The climax is intercut with footage from a 1934 German film called "Gold." This footage doesn't dampen the ending since it comes from such an obscure place. Actually, "The Magnetic Monster" ends on a suspenseful note. The spiked resolution comes as a relief in an otherwise monotone film. If the sci-fi geek inside of you is more conspicuous than your inner horror geek, than you would be well-advised to snare this unsung cult conversation piece.

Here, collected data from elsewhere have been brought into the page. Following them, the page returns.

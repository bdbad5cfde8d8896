/*
 * drift
 * catalog/disk difference scanner for snapshot parity arrays
 *
 * given a catalog of what each protected disk held at the last sync,
 * the scan walks the live trees and folds additions, removals, updates,
 * renames, hardlinks, and symlinks back into the catalog, reassigning
 * parity slots so the parity on disk keeps covering a known hash
 * sequence. it never reads file data and never touches parity itself.
 */

pub mod block;
pub mod disk;
pub mod entry;
pub mod error;
pub mod filter;
pub mod report;
pub mod scan;
pub mod state;
pub mod sys;
pub mod walk;

pub use disk::Disk;
pub use error::ScanError;
pub use filter::Filters;
pub use report::Reporter;
pub use scan::{state_scan, ScanCounts};
pub use state::{ScanOptions, State};
//! Scan output.
//!
//! Two channels: human-readable difference lines on stdout (gated by
//! `output`), and a machine-readable event stream for frontends, one
//! `scan:<op>:<disk>:<sub>` record per change. Diagnostics go through
//! `tracing`, not through here.

use std::io::Write;
use std::path::Path;

pub struct Reporter {
    pub output: bool,
    pub verbose: bool,
    gui: Option<Box<dyn Write>>,
}

impl Reporter {
    pub fn new(output: bool, verbose: bool) -> Self {
        Reporter {
            output,
            verbose,
            gui: None,
        }
    }

    pub fn with_gui(mut self, stream: Box<dyn Write>) -> Self {
        self.gui = Some(stream);
        self
    }

    fn gui_line(&mut self, args: std::fmt::Arguments<'_>) {
        if let Some(w) = self.gui.as_mut() {
            // frontends poll the stream, so flush per record
            let _ = writeln!(w, "{args}");
            let _ = w.flush();
        }
    }

    pub fn equal(&mut self, disk: &str, sub: &Path) {
        self.gui_line(format_args!("scan:equal:{disk}:{}", sub.display()));
    }

    pub fn add(&mut self, disk: &str, dir: &Path, sub: &Path) {
        self.gui_line(format_args!("scan:add:{disk}:{}", sub.display()));
        if self.output {
            println!("Add '{}'", dir.join(sub).display());
        }
    }

    pub fn update(&mut self, disk: &str, dir: &Path, sub: &Path) {
        self.gui_line(format_args!("scan:update:{disk}:{}", sub.display()));
        if self.output {
            println!("Update '{}'", dir.join(sub).display());
        }
    }

    pub fn moved(&mut self, disk: &str, dir: &Path, old_sub: &Path, new_sub: &Path) {
        self.gui_line(format_args!(
            "scan:move:{disk}:{}:{}",
            old_sub.display(),
            new_sub.display()
        ));
        if self.output {
            println!(
                "Move '{}' '{}'",
                dir.join(old_sub).display(),
                dir.join(new_sub).display()
            );
        }
    }

    pub fn remove(&mut self, disk: &str, dir: &Path, sub: &Path) {
        self.gui_line(format_args!("scan:remove:{disk}:{}", sub.display()));
        if self.output {
            println!("Remove '{}'", dir.join(sub).display());
        }
    }

    pub fn excluded(&mut self, what: &str, path: &Path) {
        if self.verbose {
            println!("Excluding {what} '{}'", path.display());
        }
    }

    pub fn scanning(&mut self, disk: &str) {
        println!("Scanning disk {disk}...");
    }

    pub fn totals(&mut self, t: &crate::scan::ScanCounts) {
        if self.verbose {
            println!("\tequal {}", t.equal);
            println!("\tmoved {}", t.moved);
            println!("\tchanged {}", t.changed);
            println!("\tremoved {}", t.removed);
            println!("\tadded {}", t.added);
        }
        if self.output && t.moved == 0 && t.changed == 0 && t.removed == 0 && t.added == 0 {
            println!("No difference.");
        }
    }
}

#[cfg(test)]
mod tests {
    use super::*;
    use std::sync::{Arc, Mutex};

    #[derive(Clone, Default)]
    struct SharedBuf(Arc<Mutex<Vec<u8>>>);

    impl Write for SharedBuf {
        fn write(&mut self, buf: &[u8]) -> std::io::Result<usize> {
            self.0.lock().unwrap().extend_from_slice(buf);
            Ok(buf.len())
        }
        fn flush(&mut self) -> std::io::Result<()> {
            Ok(())
        }
    }

    #[test]
    fn gui_events_are_one_record_per_line() {
        let buf = SharedBuf::default();
        let mut r = Reporter::new(false, false).with_gui(Box::new(buf.clone()));
        r.equal("d1", Path::new("a/b"));
        r.moved("d1", Path::new("/mnt/d1"), Path::new("old"), Path::new("new"));
        r.remove("d1", Path::new("/mnt/d1"), Path::new("gone"));

        let out = String::from_utf8(buf.0.lock().unwrap().clone()).unwrap();
        assert_eq!(
            out,
            "scan:equal:d1:a/b\nscan:move:d1:old:new\nscan:remove:d1:gone\n"
        );
    }

    #[test]
    fn no_gui_stream_is_silent() {
        let mut r = Reporter::new(false, false);
        r.equal("d1", Path::new("a"));
        r.add("d1", Path::new("/mnt/d1"), Path::new("a"));
    }
}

The only people who have seen "Mutator" are those fortunate enough to have been familiar with Brion James. James was a well-renowned b-movie regular. I don't know how well-renowned a cult actor can be, but you get my drift. His name isn't up there with Bruce Campbell or even Tom Atkins, but his resume is just as impressive. James died in 1999 of a heart attack. Since his untimely death, his proverbial stock has gone up. I haven't seen many of his films, but I did purchase "Mutator" on his name value alone. This is a lesser creature feature, but James gives a performance fit for an "a-movie." He plays against type as an intellectual scientist who ends up being the levelheaded straight man. If only cult actors like James were given lead roles more often.
Our storyline isn't as banal as I was expecting. Genetic experiments on animals have unwittingly propagated a litter of mutated kittens. These frighteningly feral pussies grow up to be 7-foot nightmares. Imagine a pokerfaced "Sleepwalkers." The plotline could have made for a fun time at the movie house, but the first 75 minutes are cloying. In other words, this flick is more boring than my sex life. That's boring. Like, seriously. We follow three knucklehead activists as they attempt to extricate their furry friends. None of the characters are interesting, save for James. "Blade Runner" this ain't. The creature design is passable, but we only see bits and pieces of it. I'm not sure where the budget went, unless it was spent on the all-star cast of nobodies. And God said, "Let there be light! Oh, before you turn the light on, could you take Mutator back to the video store for me?"
That's right. Even God is a Brion James fan. And he has tons of late fees piled up at Hollywood Video.